On se souvient encore très précisément de son premier passage à (Torhout)Werchter. C’était en 1995. Maquillée à la truelle, PJ Harvey était arrivée en combinaison rose, ouverte sur un soutien noir. Venue présenter To Bring You My Love, elle avait livré un set aussi tendu que sensuel. Mémorable en tous points… Fin (provisoire) de la séquence ancien combattant. On fait juste quand même encore remarquer qu’à l’époque, l’Anglaise occupait la grande scène. Samedi soir, quelque vingt plus tard, Polly Jean Harvey était de retour, mais cette fois programmée sur l’un des deux podiums annexes – précisément dans la « grange », dites The Barn.

Elle avait pourtant assez d’arguments que pour revendiquer à nouveau le plateau principal. Spatialement déjà : déboulant à une dizaine de musiciens, PJ et son groupe occupent tout l’espace. Ne serait-ce que visuellement, la troupe en impose : tous vêtus de noir (seul John Parish s’est permis une chemise mauve), menés par une PJ ayant enfilé sa tunique-robe signée Ann Demeulemeester, et coiffée d’un serre-tête à plumes qui lui donne un air de pythie ou encore de faune hiératique. Théâtrale ? Oui, mais pas trop. Le geste ample, mais le visage impassible, Harvey met avant tout l’accent sur la musique. Dans son cas, elle est assez spectaculaire que pour se passer de grands effets pyrotechniques. Entamant le set en débroussaillant son dernier album, The Hope Six Demolition Project, elle embarque son monde dans une épopée d’une intensité étourdissante. Rock, mais à sa manière. Avec des guitares (parfois trois en même temps). Mais sans batterie, préférant des tambours et des grosses caisses. Avec des cordes aussi. Et surtout des cuivres : en première ligne, par exemple, le saxophone de Terry Edwards, blanc et fulgurant sur The Ministry of Social Affairs. Derrière, arrivent les classiques 50Ft Queenie, Down By The Water, et To Bring You My Love. PJ Harvey se permet malgré tout de terminer son concert par le nouveau River Anacostia : tel un gang, tous les musiciens sont alors alignés sur le devant de la scène, à deux par micro, terminant acapella. Le point d’orgue d’un concert d’une classe folle. La preuve aussi que le rock, ce vieux format parfois rabougri, ne s’use en fait que si l’on ne s’en sert pas. Et que, habité, incarné, il est toujours capable de raconter des choses de l’époque.

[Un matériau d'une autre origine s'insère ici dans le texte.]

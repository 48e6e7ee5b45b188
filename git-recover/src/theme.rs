//! Color theme system for git-recover.
//!
//! A `Theme` holds named `ratatui::style::Color` fields covering every surface
//! git-recover renders: the commit list, the preview pane, the branch-name prompt,
//! and the outcome screens. Two built-in themes are provided:
//!
//! - `dark`: ANSI 16 colors, works on any terminal.
//! - `catppuccin_mocha`: Catppuccin Mocha palette in RGB; requires truecolor.
//!
//! Themes carry no state. The same value is handed to the renderer and cloned
//! into each git worker for preview highlighting.

use ratatui::style::Color;
use tracing::warn;

/// All color values used across git-recover's UI surfaces.
#[derive(Debug, Clone)]
pub struct Theme {
    // Panel borders
    /// Border color for the pane that receives navigation keys.
    pub border_active: Color,
    /// Border color for the preview pane and inactive panels.
    pub border_inactive: Color,

    // Header
    pub title_fg: Color,
    pub title_bg: Color,

    // Commit list
    /// Foreground of the row under the cursor.
    pub selected: Color,
    /// Foreground of every other row.
    pub item: Color,
    /// Abbreviated hash column.
    pub hash: Color,
    /// Badge for commits found by `git fsck`.
    pub source_dangling: Color,
    /// Badge for commits found in the reflog.
    pub source_reflog: Color,
    /// Dates and other secondary text.
    pub muted: Color,

    // Preview pane
    /// `commit <hash>` line at the top of `git show` output.
    pub preview_commit: Color,
    /// `diff --git` file headers.
    pub diff_file_header: Color,
    /// Added lines (`+`).
    pub diff_added: Color,
    /// Removed lines (`-`).
    pub diff_removed: Color,
    /// Unchanged context lines.
    pub diff_context: Color,
    /// Hunk header lines (`@@ ... @@`).
    pub diff_hunk_header: Color,

    // Outcome and prompt
    pub success: Color,
    pub error: Color,
    /// Text caret in the branch-name prompt.
    pub caret: Color,

    // Status bar
    pub status_bar_bg: Color,
    pub status_bar_fg: Color,
}

impl Theme {
    /// Returns the built-in dark theme using ANSI 16 colors.
    pub fn dark() -> Self {
        Self {
            border_active: Color::Cyan,
            border_inactive: Color::DarkGray,

            title_fg: Color::White,
            title_bg: Color::Magenta,

            selected: Color::Magenta,
            item: Color::Reset,
            hash: Color::Yellow,
            source_dangling: Color::Red,
            source_reflog: Color::Blue,
            muted: Color::DarkGray,

            preview_commit: Color::Yellow,
            diff_file_header: Color::White,
            diff_added: Color::Green,
            diff_removed: Color::Red,
            diff_context: Color::Reset,
            diff_hunk_header: Color::Cyan,

            success: Color::Green,
            error: Color::Red,
            caret: Color::White,

            status_bar_bg: Color::DarkGray,
            status_bar_fg: Color::White,
        }
    }

    /// Returns the Catppuccin Mocha theme using RGB truecolor values.
    ///
    /// Palette source: <https://github.com/catppuccin/catppuccin> Mocha variant.
    pub fn catppuccin_mocha() -> Self {
        let green = Color::Rgb(166, 227, 161); // #a6e3a1
        let red = Color::Rgb(243, 139, 168); // #f38ba8
        let yellow = Color::Rgb(249, 226, 175); // #f9e2af
        let blue = Color::Rgb(137, 180, 250); // #89b4fa
        let teal = Color::Rgb(148, 226, 213); // #94e2d5
        let mauve = Color::Rgb(203, 166, 247); // #cba6f7
        let lavender = Color::Rgb(180, 190, 254); // #b4befe
        let overlay1 = Color::Rgb(127, 132, 156); // #7f849c
        let surface1 = Color::Rgb(69, 71, 90); // #45475a
        let base = Color::Rgb(30, 30, 46); // #1e1e2e
        let text = Color::Rgb(205, 214, 244); // #cdd6f4
        let peach = Color::Rgb(250, 179, 135); // #fab387
        let rosewater = Color::Rgb(245, 224, 220); // #f5e0dc

        Self {
            border_active: lavender,
            border_inactive: overlay1,

            title_fg: base,
            title_bg: mauve,

            selected: mauve,
            item: text,
            hash: peach,
            source_dangling: red,
            source_reflog: blue,
            muted: overlay1,

            preview_commit: yellow,
            diff_file_header: lavender,
            diff_added: green,
            diff_removed: red,
            diff_context: text,
            diff_hunk_header: teal,

            success: green,
            error: red,
            caret: rosewater,

            status_bar_bg: surface1,
            status_bar_fg: text,
        }
    }

    /// Resolves a theme name string to the corresponding built-in theme.
    ///
    /// Unknown names fall back to `dark()` so a typo in config never prevents
    /// startup.
    pub fn from_name(name: &str) -> Self {
        match name {
            "catppuccin-mocha" | "catppuccin_mocha" => Self::catppuccin_mocha(),
            "dark" => Self::dark(),
            other => {
                warn!(theme = %other, "unknown theme, falling back to 'dark'");
                Self::dark()
            }
        }
    }
}

#[cfg(test)]
mod tests {
    use super::*;

    #[test]
    fn resolves_both_spellings_of_catppuccin() {
        assert_eq!(Theme::from_name("catppuccin-mocha").selected, Theme::catppuccin_mocha().selected);
        assert_eq!(Theme::from_name("catppuccin_mocha").selected, Theme::catppuccin_mocha().selected);
    }

    #[test]
    fn unknown_name_falls_back_to_dark() {
        assert_eq!(Theme::from_name("solarized").selected, Theme::dark().selected);
    }
}
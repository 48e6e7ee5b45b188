//! The seam between git-recover and the `git` executable.
//!
//! Everything above this module treats git as an opaque command runner that
//! returns trimmed UTF-8 text. Swapping the executor (e.g. for a scripted one in
//! tests) only requires implementing [`GitBackend`].

use std::path::{Path, PathBuf};
use std::process::{Command, Stdio};

use tracing::trace;

use crate::error::BackendError;

/// Runs one git subcommand and returns its trimmed standard output.
///
/// Implementations must be shareable across the worker threads that issue
/// preview and recovery calls.
pub trait GitBackend: Send + Sync {
    /// Runs `git <args...>`.
    ///
    /// # Errors
    ///
    /// [`BackendError::Unavailable`] if the process cannot be spawned,
    /// [`BackendError::Failed`] if it exits with a non-zero status.
    fn run(&self, args: &[&str]) -> Result<String, BackendError>;
}

/// [`GitBackend`] that shells out to the `git` found on `PATH`.
#[derive(Debug, Clone)]
pub struct CliGit {
    workdir: PathBuf,
}

impl CliGit {
    /// Creates a runner whose commands execute with `workdir` as current directory.
    pub fn new(workdir: impl Into<PathBuf>) -> Self {
        Self { workdir: workdir.into() }
    }

    pub fn workdir(&self) -> &Path {
        &self.workdir
    }
}

impl GitBackend for CliGit {
    fn run(&self, args: &[&str]) -> Result<String, BackendError> {
        let command = args.join(" ");
        trace!(%command, "running git");

        // Messages are matched on literally ("dangling commit"), so pin the locale.
        // A credential prompt would block forever behind the raw-mode terminal.
        let output = Command::new("git")
            .args(args)
            .current_dir(&self.workdir)
            .env("LC_ALL", "C")
            .env("GIT_TERMINAL_PROMPT", "0")
            .stdin(Stdio::null())
            .output()
            .map_err(|source| BackendError::Unavailable { command: command.clone(), source })?;

        if !output.status.success() {
            let stderr = String::from_utf8_lossy(&output.stderr).trim().to_owned();
            let output_text = if stderr.is_empty() {
                String::from_utf8_lossy(&output.stdout).trim().to_owned()
            } else {
                stderr
            };
            return Err(BackendError::Failed {
                command,
                status: output.status.to_string(),
                output: output_text,
            });
        }

        Ok(String::from_utf8_lossy(&output.stdout).trim().to_owned())
    }
}
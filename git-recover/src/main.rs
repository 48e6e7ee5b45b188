//! git-recover: find lost commits and put a branch back on one.
//!
//! Entry point for the `git-recover` binary. Wires together repository discovery
//! (`git-recover-core`), the terminal lifecycle (`tui`), the event bus (`event`),
//! the git worker pool (`git`), session state (`app`) and rendering (`ui`).
//!
//! # Startup sequence
//!
//! 1. Load config and start file logging. Both are soft failures.
//! 2. Locate the repository and scan it for recoverable commits. Nothing touches
//!    the terminal yet, so results and errors go to stdout/stderr as plain text.
//! 3. Spawn the worker pool and build the session (it requests the first preview).
//! 4. `install_panic_hook()`, `register_signals()`, then `init_tui()`.
//!
//! The event loop exits only via `break`, so `restore_tui()` is always reached.

mod app;
mod config;
mod event;
mod git;
mod input;
mod logging;
mod theme;
mod tui;
mod ui;

use std::process::ExitCode;
use std::sync::atomic::Ordering;
use std::sync::Arc;
use std::time::Duration;

use anyhow::Context as _;
use git_recover_core::discovery::discover_all;
use git_recover_core::{repo, CliGit, GitBackend};
use tracing::{error, info};

use crate::app::{Phase, SessionState, Viewport};
use crate::event::{AppEvent, EventHandler};
use crate::ui::keybindings::{handle_key, KeyAction};

const NOT_A_REPO: &str =
    "Error: Not a git repository. Please run this command from inside a git repository.";
const BACKEND_BROKEN: &str = "Error: could not query the repository for recoverable commits.";
const NOTHING_FOUND: &str = "No recoverable commits found.";

#[tokio::main]
async fn main() -> anyhow::Result<ExitCode> {
    let config = config::Config::load();
    if let Some(path) = logging::init(&config.log_level) {
        info!(log = %path.display(), "git-recover starting");
    }
    let theme = theme::Theme::from_name(&config.theme);

    let cwd = std::env::current_dir().context("reading current directory")?;
    let root = match repo::locate(&cwd) {
        Ok(root) => root,
        Err(e) => {
            error!(error = %e, "repository lookup failed");
            println!("{NOT_A_REPO}");
            return Ok(ExitCode::FAILURE);
        }
    };
    info!(repo = %root.display(), "repository located");

    println!("Scanning for recoverable commits...");
    let backend: Arc<dyn GitBackend> = Arc::new(CliGit::new(root));
    let scan = Arc::clone(&backend);
    let report = tokio::task::spawn_blocking(move || discover_all(scan.as_ref()))
        .await
        .context("commit scan task failed")?;

    for e in [&report.dangling_error, &report.history_error].into_iter().flatten() {
        println!("Warning: {e}");
    }
    if report.backend_broken() {
        println!("{BACKEND_BROKEN}");
        return Ok(ExitCode::FAILURE);
    }

    let (git_tx, git_rx) = crossbeam_channel::unbounded();
    let Some(mut state) = SessionState::new(report.commits, git_tx) else {
        println!("{NOTHING_FOUND}");
        return Ok(ExitCode::SUCCESS);
    };
    info!(commits = state.commits().len(), "starting session");

    let handler = EventHandler::new();
    git::worker::spawn_worker_pool(backend, config.workers, git_rx, handler.tx.clone(), &theme)
        .context("spawning git workers")?;

    tui::install_panic_hook();
    let term_flag = tui::register_signals().context("registering signal handlers")?;
    let mut terminal = tui::init_tui().context("initialising terminal")?;

    if let Ok(size) = terminal.size() {
        state.viewport = Some(Viewport { width: size.width, height: size.height });
    }

    event::spawn_event_task(handler.tx.clone());
    let mut rx = handler.rx;
    let mut draw_error = None;

    'event_loop: loop {
        tokio::select! {
            // Heartbeat: SIGTERM is checked at least every 50 ms even when idle.
            // While a branch is being created the signal is held until the result lands.
            _ = tokio::time::sleep(Duration::from_millis(50)) => {
                if state.should_exit_on_signal(term_flag.load(Ordering::Relaxed)) {
                    break 'event_loop;
                }
            }
            maybe_event = rx.recv() => {
                match maybe_event {
                    Some(AppEvent::Render) => {
                        if let Err(e) = terminal.draw(|frame| ui::render(frame, &state, &theme)) {
                            draw_error = Some(e);
                            break 'event_loop;
                        }
                    }
                    Some(AppEvent::Key(key)) => {
                        if handle_key(key, &mut state) == KeyAction::Quit {
                            break 'event_loop;
                        }
                    }
                    Some(AppEvent::Resize(width, height)) => {
                        state.viewport = Some(Viewport { width, height });
                    }
                    Some(AppEvent::Tick) => {
                        state.tick = state.tick.wrapping_add(1);
                    }
                    Some(AppEvent::GitResult(result)) => state.apply_git_result(*result),
                    None => break 'event_loop,
                }
                if state.should_exit_on_signal(term_flag.load(Ordering::Relaxed)) {
                    break 'event_loop;
                }
            }
        }
    }

    tui::restore_tui().context("restoring terminal")?;
    if let Some(e) = draw_error {
        return Err(e).context("drawing frame");
    }

    match &state.phase {
        Phase::Succeeded { message, branch } => {
            info!(%branch, "recovered");
            println!("{message} ({branch})");
            Ok(ExitCode::SUCCESS)
        }
        Phase::Failed { error } => {
            error!(reason = %error, "recovery failed");
            eprintln!("Error: {error}");
            Ok(ExitCode::FAILURE)
        }
        _ => Ok(ExitCode::SUCCESS),
    }
}
//! Local directory object store
//!
//! Stores each object as one file directly inside a root directory. The file
//! name is the hex encoding of the key, so keys containing separators, dots or
//! any other byte never turn into real subdirectories and never escape the root.

use super::error::{BackendError, BackendResult};
use super::listing::fold_listing;
use super::types::{ListRequest, ObjectBody, PrefixListing, PutOptions};
use super::ObjectStore;
use async_trait::async_trait;
use std::io::ErrorKind;
use std::path::{Path, PathBuf};
use tokio::fs;
use tokio::io::{AsyncReadExt, AsyncWrite, AsyncWriteExt};

const BACKEND: &str = "local";

/// Longest key whose hex encoding still fits a single file name
pub const MAX_KEY_LEN: usize = 127;

/// Object store rooted at a local directory
#[derive(Debug, Clone)]
pub struct LocalStore {
    root: PathBuf,
}

impl LocalStore {
    /// Open a store rooted at `root`, creating the directory if needed
    pub async fn open<P: Into<PathBuf>>(root: P) -> BackendResult<Self> {
        let root = root.into();
        fs::create_dir_all(&root).await?;

        let meta = fs::metadata(&root).await?;
        if !meta.is_dir() {
            return Err(BackendError::InvalidConfig {
                backend: BACKEND.to_string(),
                message: format!("{} is not a directory", root.display()),
            });
        }

        tracing::debug!("Local store opened at {}", root.display());
        Ok(Self { root })
    }

    /// Root directory of this store
    pub fn root(&self) -> &Path {
        &self.root
    }

    fn object_path(&self, key: &str) -> BackendResult<PathBuf> {
        if key.len() > MAX_KEY_LEN {
            return Err(BackendError::rejected(
                BACKEND,
                "KeyTooLongError",
                format!("key is {} bytes, limit is {}", key.len(), MAX_KEY_LEN),
            )
            .with_status(400));
        }
        Ok(self.root.join(hex::encode(key.as_bytes())))
    }

    /// Decode every stored key, skipping files this store did not write
    async fn stored_keys(&self) -> BackendResult<Vec<String>> {
        let mut keys = Vec::new();
        let mut read_dir = fs::read_dir(&self.root).await?;

        while let Some(entry) = read_dir.next_entry().await? {
            let Some(name) = entry.file_name().to_str().map(str::to_owned) else {
                continue;
            };
            let Ok(bytes) = hex::decode(&name) else {
                continue;
            };
            let Ok(key) = String::from_utf8(bytes) else {
                continue;
            };
            if entry.file_type().await?.is_file() {
                keys.push(key);
            }
        }

        keys.sort();
        Ok(keys)
    }
}

#[async_trait]
impl ObjectStore for LocalStore {
    async fn list_prefix(&self, request: ListRequest) -> BackendResult<PrefixListing> {
        let keys = self.stored_keys().await?;
        fold_listing(BACKEND, keys.iter().map(String::as_str), &request)
    }

    async fn head_object(&self, key: &str) -> BackendResult<bool> {
        let path = self.object_path(key)?;
        match fs::metadata(&path).await {
            Ok(meta) => Ok(meta.is_file()),
            Err(e) if e.kind() == ErrorKind::NotFound => Ok(false),
            Err(e) => Err(e.into()),
        }
    }

    async fn get_object(
        &self,
        key: &str,
        sink: &mut (dyn AsyncWrite + Unpin + Send),
    ) -> BackendResult<u64> {
        let path = self.object_path(key)?;
        let mut file = fs::File::open(&path).await.map_err(|e| {
            if e.kind() == ErrorKind::NotFound {
                BackendError::not_found(BACKEND, key)
            } else {
                BackendError::from(e)
            }
        })?;

        let copied = tokio::io::copy(&mut file, sink).await?;
        sink.flush().await?;
        Ok(copied)
    }

    async fn put_object(
        &self,
        key: &str,
        body: ObjectBody,
        options: PutOptions,
    ) -> BackendResult<u64> {
        let path = self.object_path(key)?;

        // Write to a sibling first; the dot prefix keeps it out of listings
        let staging = tempfile::Builder::new()
            .prefix(".put-")
            .tempfile_in(&self.root)?;
        let mut file = fs::File::from_std(staging.reopen()?);

        let written = tokio::io::copy(&mut body.take(options.length), &mut file).await?;
        file.flush().await?;
        file.sync_all().await?;
        drop(file);

        if written != options.length {
            return Err(BackendError::rejected(
                BACKEND,
                "IncompleteBody",
                format!(
                    "expected {} bytes, body ended after {}",
                    options.length, written
                ),
            )
            .with_status(400));
        }

        staging.persist(&path).map_err(|e| BackendError::Io(e.error))?;
        tracing::trace!("Stored {} bytes under {}", written, key);
        Ok(written)
    }

    fn backend_name(&self) -> &'static str {
        BACKEND
    }
}

#[cfg(test)]
mod tests {
    use super::*;
    use std::io::Cursor;
    use tempfile::TempDir;

    fn body(data: &[u8]) -> ObjectBody {
        Box::new(Cursor::new(data.to_vec()))
    }

    #[tokio::test]
    async fn test_put_get_round_trip() {
        let temp_dir = TempDir::new().unwrap();
        let store = LocalStore::open(temp_dir.path()).await.unwrap();

        let written = store
            .put_object("dir/file.txt", body(b"test data"), PutOptions::new(9))
            .await
            .unwrap();
        assert_eq!(written, 9);

        let mut out = Vec::new();
        store.get_object("dir/file.txt", &mut out).await.unwrap();
        assert_eq!(out, b"test data");

        // No real subdirectory was created for the separator
        assert!(!temp_dir.path().join("dir").exists());
    }

    #[tokio::test]
    async fn test_overwrite_replaces_content() {
        let temp_dir = TempDir::new().unwrap();
        let store = LocalStore::open(temp_dir.path()).await.unwrap();

        store
            .put_object("k", body(b"first"), PutOptions::new(5))
            .await
            .unwrap();
        store
            .put_object("k", body(b"second"), PutOptions::new(6))
            .await
            .unwrap();

        let mut out = Vec::new();
        store.get_object("k", &mut out).await.unwrap();
        assert_eq!(out, b"second");
    }

    #[tokio::test]
    async fn test_head_and_missing_get() {
        let temp_dir = TempDir::new().unwrap();
        let store = LocalStore::open(temp_dir.path()).await.unwrap();

        assert!(!store.head_object("missing").await.unwrap());
        let mut out = Vec::new();
        assert!(store
            .get_object("missing", &mut out)
            .await
            .unwrap_err()
            .is_not_found());
    }

    #[tokio::test]
    async fn test_listing_ignores_foreign_files() {
        let temp_dir = TempDir::new().unwrap();
        let store = LocalStore::open(temp_dir.path()).await.unwrap();

        store
            .put_object("a/1.txt", body(b"1"), PutOptions::new(1))
            .await
            .unwrap();
        store
            .put_object("b.txt", body(b"2"), PutOptions::new(1))
            .await
            .unwrap();
        std::fs::write(temp_dir.path().join("not-hex.txt"), b"junk").unwrap();
        std::fs::create_dir(temp_dir.path().join("6162")).unwrap();

        let page = store
            .list_prefix(ListRequest::folder("", '/', 20))
            .await
            .unwrap();
        assert_eq!(page.common_prefixes, vec!["a/"]);
        assert_eq!(page.keys, vec!["b.txt"]);
    }

    #[tokio::test]
    async fn test_short_body_leaves_nothing_behind() {
        let temp_dir = TempDir::new().unwrap();
        let store = LocalStore::open(temp_dir.path()).await.unwrap();

        let err = store
            .put_object("k", body(b"abc"), PutOptions::new(10))
            .await
            .unwrap_err();
        assert_eq!(err.status(), Some(400));
        assert!(!store.head_object("k").await.unwrap());
        assert_eq!(std::fs::read_dir(temp_dir.path()).unwrap().count(), 0);
    }

    #[tokio::test]
    async fn test_overlong_key_is_rejected() {
        let temp_dir = TempDir::new().unwrap();
        let store = LocalStore::open(temp_dir.path()).await.unwrap();

        let key = "x".repeat(MAX_KEY_LEN + 1);
        let err = store.head_object(&key).await.unwrap_err();
        assert!(matches!(err, BackendError::Rejected { status: Some(400), .. }));
    }
}
//! Configuration types for the S3 client

use crate::backend::{BackendError, BackendResult};
use serde::{Deserialize, Serialize};

/// S3 client configuration
///
/// Deserializes from the `[store]` table of the service config when
/// `kind = "s3"`. Everything but the bucket is optional.
#[derive(Debug, Clone, PartialEq, Eq, Serialize, Deserialize)]
#[serde(default)]
pub struct S3Config {
    /// S3 bucket name
    pub bucket: String,

    /// AWS region (e.g., "us-east-1")
    pub region: Option<String>,

    /// Custom endpoint URL (for S3-compatible services like MinIO)
    pub endpoint: Option<String>,

    /// AWS access key ID (optional - uses credential chain if not provided)
    pub access_key: Option<String>,

    /// AWS secret access key (optional - uses credential chain if not provided)
    pub secret_key: Option<String>,

    /// Session token (for temporary credentials)
    pub session_token: Option<String>,

    /// Path-style addressing (required for MinIO and LocalStack)
    pub force_path_style: bool,

    /// Per-operation timeout in seconds
    pub timeout_seconds: u64,

    /// Retries after the first attempt
    pub max_retries: u32,
}

impl Default for S3Config {
    fn default() -> Self {
        Self::new(String::new())
    }
}

impl S3Config {
    /// Create a new S3 config with required parameters
    pub fn new(bucket: String) -> Self {
        Self {
            bucket,
            region: None,
            endpoint: None,
            access_key: None,
            secret_key: None,
            session_token: None,
            force_path_style: false,
            timeout_seconds: super::DEFAULT_TIMEOUT_SECONDS,
            max_retries: super::DEFAULT_MAX_RETRIES,
        }
    }

    /// Builder pattern: set region
    pub fn with_region(mut self, region: impl Into<String>) -> Self {
        self.region = Some(region.into());
        self
    }

    /// Builder pattern: set a custom endpoint, switching to path-style addressing
    pub fn with_endpoint(mut self, endpoint: impl Into<String>) -> Self {
        self.endpoint = Some(endpoint.into());
        self.force_path_style = true;
        self
    }

    /// Builder pattern: set explicit credentials
    pub fn with_credentials(
        mut self,
        access_key: impl Into<String>,
        secret_key: impl Into<String>,
    ) -> Self {
        self.access_key = Some(access_key.into());
        self.secret_key = Some(secret_key.into());
        self
    }

    /// Validate the configuration
    pub fn validate(&self) -> BackendResult<()> {
        if self.bucket.is_empty() {
            return Err(invalid("Bucket name cannot be empty".to_string()));
        }

        if !is_valid_bucket_name(&self.bucket) {
            return Err(invalid(format!(
                "Invalid bucket name: {}. Bucket names must be 3-63 characters, \
                 lowercase letters, numbers, hyphens, and periods only",
                self.bucket
            )));
        }

        if self.timeout_seconds == 0 {
            return Err(invalid("timeout_seconds must be at least 1".to_string()));
        }

        if self.access_key.is_some() != self.secret_key.is_some() {
            return Err(invalid(
                "Both access_key and secret_key must be provided together".to_string(),
            ));
        }

        Ok(())
    }

    /// Check if using custom endpoint (S3-compatible service)
    pub fn is_custom_endpoint(&self) -> bool {
        self.endpoint.is_some()
    }
}

fn invalid(message: String) -> BackendError {
    BackendError::InvalidConfig {
        backend: "s3".to_string(),
        message,
    }
}

/// Validate S3 bucket name according to AWS rules
fn is_valid_bucket_name(name: &str) -> bool {
    if !(3..=63).contains(&name.len()) {
        return false;
    }

    let edge_ok = |c: Option<char>| c.is_some_and(|c| c.is_ascii_lowercase() || c.is_ascii_digit());
    if !edge_ok(name.chars().next()) || !edge_ok(name.chars().last()) {
        return false;
    }

    if !name
        .chars()
        .all(|c| c.is_ascii_lowercase() || c.is_ascii_digit() || c == '-' || c == '.')
    {
        return false;
    }

    if name.contains("..") {
        return false;
    }

    // Cannot be formatted as IP address
    if name.split('.').count() == 4 && name.split('.').all(|s| s.parse::<u8>().is_ok()) {
        return false;
    }

    true
}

Il est pas frais, mon poisson?

Peut-on en dire autant des Red Hot Chili Peppers, autres rescapés des années 90 (première apparition en terres de Werchter en 1992)? Avant les Editors, ils étaient les principales têtes d’affiche de la journée de samedi. Dans la valise des Américains, The Getaway. Un nouvel album inégal, mais qui, après le pénible I’m With You (2011), montrait un regain de vitalité. En live, cet esprit de reconquête fut toutefois plus compliqué à percevoir…

« Be fresh like a fish », indiquait le t-shirt arboré par Anthony Kiedis, samedi soir : un voeu pieu pour le coup. Egrenant une setlist bizarrement construite, pleine de faux-plat (Snow (Hey Ho)) et de faux-rythmes (The Adventures of Rain Dance Maggie), les RHCP ont eu en effet du mal à captiver. Les premiers rangs s’en sont certes donné à coeur joie. Mais 50m plus loin, la plaine de Werchter est restée nettement plus dissipée, les pieds de toutes façons trop lestés de boue que pour commencer à danser. Sauf évidemment quand déboulèrent l’un ou l’autre gros tube, type Californication ou surtout Under The Bridge. Un nouveau titre comme Dark Necessities passe pourtant plutôt bien la rampe. En fait, il a fallu attendre By The Way pour voir le concert s’emballer. Avant de se terminer aussi vite… Le temps d’un rappel (The Getaway et le classique Give It Away), et les RHCP étaient déjà repartis. Dix minutes plus tôt que l’horaire prévu. Et dans l’indifférence à peu près générale.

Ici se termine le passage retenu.